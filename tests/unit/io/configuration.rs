//! Tests for drawing constants and defaults

#[cfg(test)]
mod tests {
    use gridlines::composition::composer::DrawingConfig;
    use gridlines::composition::style::Unit;
    use gridlines::io::configuration::{
        ALL_LAYER, BACKGROUND_LAYER, CENTER_LINE_WEIGHT_MM, CENTER_LINES_LAYER,
        DEFAULT_COLUMNS, DEFAULT_GRID_HEIGHT, DEFAULT_GRID_WIDTH, DEFAULT_OUTPUT_PATH,
        DEFAULT_ROWS, DEFAULT_UNIT, LEFT_OFFSET_LAYER, OFFSET_LINE_WEIGHT_MM,
        OFFSET_PITCH_FRACTION, RIGHT_OFFSET_LAYER,
    };
    use std::collections::HashSet;
    use std::path::PathBuf;

    // Tests the reference template dimensions
    // Verified by changing constant values
    #[test]
    fn test_reference_template() {
        assert!((DEFAULT_GRID_WIDTH - 9.75).abs() < f64::EPSILON);
        assert!((DEFAULT_GRID_HEIGHT - 7.75).abs() < f64::EPSILON);
        assert_eq!(DEFAULT_COLUMNS, 5);
        assert_eq!(DEFAULT_ROWS, 5);
        assert_eq!(DEFAULT_UNIT, Unit::Inch);
        assert_eq!(DEFAULT_OUTPUT_PATH, ".cache/test.svg");
    }

    // Tests the default drawing config is built from the constants and is valid
    // Verified by swapping width and height in Default
    #[test]
    fn test_default_drawing_config() {
        let config = DrawingConfig::default();

        assert!((config.extent.width - DEFAULT_GRID_WIDTH).abs() < f64::EPSILON);
        assert!((config.extent.height - DEFAULT_GRID_HEIGHT).abs() < f64::EPSILON);
        assert_eq!(config.output, PathBuf::from(DEFAULT_OUTPUT_PATH));
        assert!(config.validate().is_ok());
        assert!((config.offset_distance() - 0.4875).abs() < 1e-12);
    }

    // Tests layer names are distinct
    // Verified by duplicating a layer name
    #[test]
    fn test_layer_names_unique() {
        let names: HashSet<&str> = [
            BACKGROUND_LAYER,
            CENTER_LINES_LAYER,
            LEFT_OFFSET_LAYER,
            RIGHT_OFFSET_LAYER,
            ALL_LAYER,
        ]
        .into_iter()
        .collect();

        assert_eq!(names.len(), 5);
    }

    // Tests offset lines are heavier than center lines and shift by a quarter cell
    // Verified by swapping the weights
    #[test]
    fn test_line_weights_and_shift() {
        assert!(OFFSET_LINE_WEIGHT_MM > CENTER_LINE_WEIGHT_MM);
        assert!((OFFSET_PITCH_FRACTION - 0.25).abs() < f64::EPSILON);
    }
}
//! Named, styled shape collections and the drawing that owns them

use crate::composition::style::{LayerStyle, Unit};
use crate::geometry::shapes::ShapeList;
use crate::io::configuration::ALL_LAYER;

/// A named collection of shapes rendered with one style
#[derive(Debug, Clone, PartialEq)]
pub struct Layer {
    name: String,
    style: LayerStyle,
    shapes: ShapeList,
}

impl Layer {
    /// Bind `shapes` to `name` with `style`
    pub fn new(name: impl Into<String>, style: LayerStyle, shapes: ShapeList) -> Self {
        Self {
            name: name.into(),
            style,
            shapes,
        }
    }

    /// Layer name, unique within a drawing
    pub fn name(&self) -> &str {
        &self.name
    }

    /// Rendering style
    pub const fn style(&self) -> &LayerStyle {
        &self.style
    }

    /// Shapes in insertion order
    pub const fn shapes(&self) -> &ShapeList {
        &self.shapes
    }
}

/// The composed result: ordered layers plus an aggregate of all their shapes
#[derive(Debug, Clone, PartialEq)]
pub struct Drawing {
    unit: Unit,
    layers: Vec<Layer>,
    all: ShapeList,
}

impl Drawing {
    /// Build a drawing; the aggregate view is derived from `layers`
    pub fn new(unit: Unit, layers: Vec<Layer>) -> Self {
        let all = ShapeList::concat(layers.iter().map(Layer::shapes));
        Self { unit, layers, all }
    }

    /// Unit every coordinate is expressed in
    pub const fn unit(&self) -> Unit {
        self.unit
    }

    /// Layers in rendering order
    pub fn layers(&self) -> &[Layer] {
        &self.layers
    }

    /// Look up a layer by name
    pub fn layer(&self, name: &str) -> Option<&Layer> {
        self.layers.iter().find(|layer| layer.name() == name)
    }

    /// Every layer's shapes concatenated in layer order
    pub const fn all(&self) -> &ShapeList {
        &self.all
    }

    /// Shapes of a named layer, or of the aggregate view for [`ALL_LAYER`]
    pub fn shapes(&self, name: &str) -> Option<&ShapeList> {
        if name == ALL_LAYER {
            Some(&self.all)
        } else {
            self.layer(name).map(Layer::shapes)
        }
    }
}
//! Overlay of the centered and quarter-cell-shifted grids
//!
//! The composed drawing always has four layers, in this order: the filled
//! background rectangle, the centered grid with both axes, and two column-only
//! grids shifted left and right by a quarter of the column pitch.

use std::path::PathBuf;

use crate::composition::layer::{Drawing, Layer};
use crate::composition::style::{Color, LayerStyle, LineType, Unit};
use crate::geometry::builder::LineBuilder;
use crate::geometry::lines::{Frame, GridLinesConfig};
use crate::geometry::primitives::{AxisSelector, Dimensions, Extent, Point, Rectangle};
use crate::geometry::shapes::ShapeList;
use crate::io::configuration::{
    BACKGROUND_LAYER, CENTER_LINE_WEIGHT_MM, CENTER_LINES_LAYER, DEFAULT_COLUMNS,
    DEFAULT_GRID_HEIGHT, DEFAULT_GRID_WIDTH, DEFAULT_OUTPUT_PATH, DEFAULT_ROWS, DEFAULT_UNIT,
    LEFT_OFFSET_LAYER, OFFSET_LINE_WEIGHT_MM, OFFSET_PITCH_FRACTION, RIGHT_OFFSET_LAYER,
};
use crate::io::error::Result;

/// Everything a single run needs, fixed before composition starts
#[derive(Debug, Clone, PartialEq)]
pub struct DrawingConfig {
    /// Unit every coordinate is expressed in
    pub unit: Unit,
    /// Edge-to-edge span of the grid
    pub extent: Extent,
    /// Cell counts along each axis
    pub dimensions: Dimensions,
    /// Where the drawing is written
    pub output: PathBuf,
}

impl DrawingConfig {
    /// Check extent and dimensions
    ///
    /// # Errors
    ///
    /// Returns `InvalidConfiguration` for the first violated invariant
    pub fn validate(&self) -> Result<()> {
        self.extent.validate()?;
        self.dimensions.validate()
    }

    /// Horizontal shift of the offset layers
    pub fn offset_distance(&self) -> f64 {
        self.dimensions.column_pitch(&self.extent) * OFFSET_PITCH_FRACTION
    }
}

impl Default for DrawingConfig {
    fn default() -> Self {
        Self {
            unit: DEFAULT_UNIT,
            extent: Extent {
                width: DEFAULT_GRID_WIDTH,
                height: DEFAULT_GRID_HEIGHT,
            },
            dimensions: Dimensions {
                columns: DEFAULT_COLUMNS,
                rows: DEFAULT_ROWS,
            },
            output: PathBuf::from(DEFAULT_OUTPUT_PATH),
        }
    }
}

/// Builds the layered grid drawing from a [`DrawingConfig`]
#[derive(Debug, Clone)]
pub struct GridComposer {
    config: DrawingConfig,
}

impl GridComposer {
    /// Create a composer for `config`
    pub const fn new(config: DrawingConfig) -> Self {
        Self { config }
    }

    /// Configuration this composer was created with
    pub const fn config(&self) -> &DrawingConfig {
        &self.config
    }

    /// Compose the background and the three line layers
    ///
    /// # Errors
    ///
    /// Returns `InvalidConfiguration` if the extent or dimensions are invalid
    pub fn compose(&self) -> Result<Drawing> {
        self.config.validate()?;

        let extent = self.config.extent;
        let background = Rectangle::centered(extent);
        // Line layers are placed on the background's frame
        let frame = Frame::at(background.center);
        let base = GridLinesConfig::new(extent, self.config.dimensions).with_frame(frame);
        let shift = self.config.offset_distance();

        tracing::info!(
            width = extent.width,
            height = extent.height,
            columns = self.config.dimensions.columns,
            rows = self.config.dimensions.rows,
            unit = %self.config.unit,
            "building grid drawing"
        );

        let center_lines = LineBuilder::build(|builder| {
            builder.grid(&base)?;
            Ok(())
        })?;

        let left_offset = Self::offset_lines(&base, -shift)?;
        let right_offset = Self::offset_lines(&base, shift)?;

        let layers = vec![
            Layer::new(
                BACKGROUND_LAYER,
                LayerStyle::filled(Color::WHITE),
                ShapeList::from(background),
            ),
            Layer::new(
                CENTER_LINES_LAYER,
                LayerStyle::stroked(LineType::Center, CENTER_LINE_WEIGHT_MM),
                center_lines,
            ),
            Layer::new(
                LEFT_OFFSET_LAYER,
                LayerStyle::stroked(LineType::Dashed, OFFSET_LINE_WEIGHT_MM),
                left_offset,
            ),
            Layer::new(
                RIGHT_OFFSET_LAYER,
                LayerStyle::stroked(LineType::Dot, OFFSET_LINE_WEIGHT_MM),
                right_offset,
            ),
        ];

        for layer in &layers {
            if layer.shapes().is_empty() {
                tracing::warn!(layer = layer.name(), "layer has no shapes");
            } else {
                tracing::debug!(layer = layer.name(), shapes = layer.shapes().len());
            }
        }

        Ok(Drawing::new(self.config.unit, layers))
    }

    fn offset_lines(base: &GridLinesConfig, dx: f64) -> Result<ShapeList> {
        let config = base
            .with_axes(AxisSelector::COLUMNS)
            .with_offset(Point::new(dx, 0.0, 0.0));

        LineBuilder::build(|builder| {
            builder.grid(&config)?;
            Ok(())
        })
    }
}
☆ ☆ ☆ ☆ ☆
### How to complete this task
List every line in the records above that contains the word "base".

### Answer to the exercise
        let base = GridLinesConfig::new(extent, self.config.dimensions).with_frame(frame);
            builder.grid(&base)?;
        let left_offset = Self::offset_lines(&base, -shift)?;
        let right_offset = Self::offset_lines(&base, shift)?;
    fn offset_lines(base: &GridLinesConfig, dx: f64) -> Result<ShapeList> {
        let config = base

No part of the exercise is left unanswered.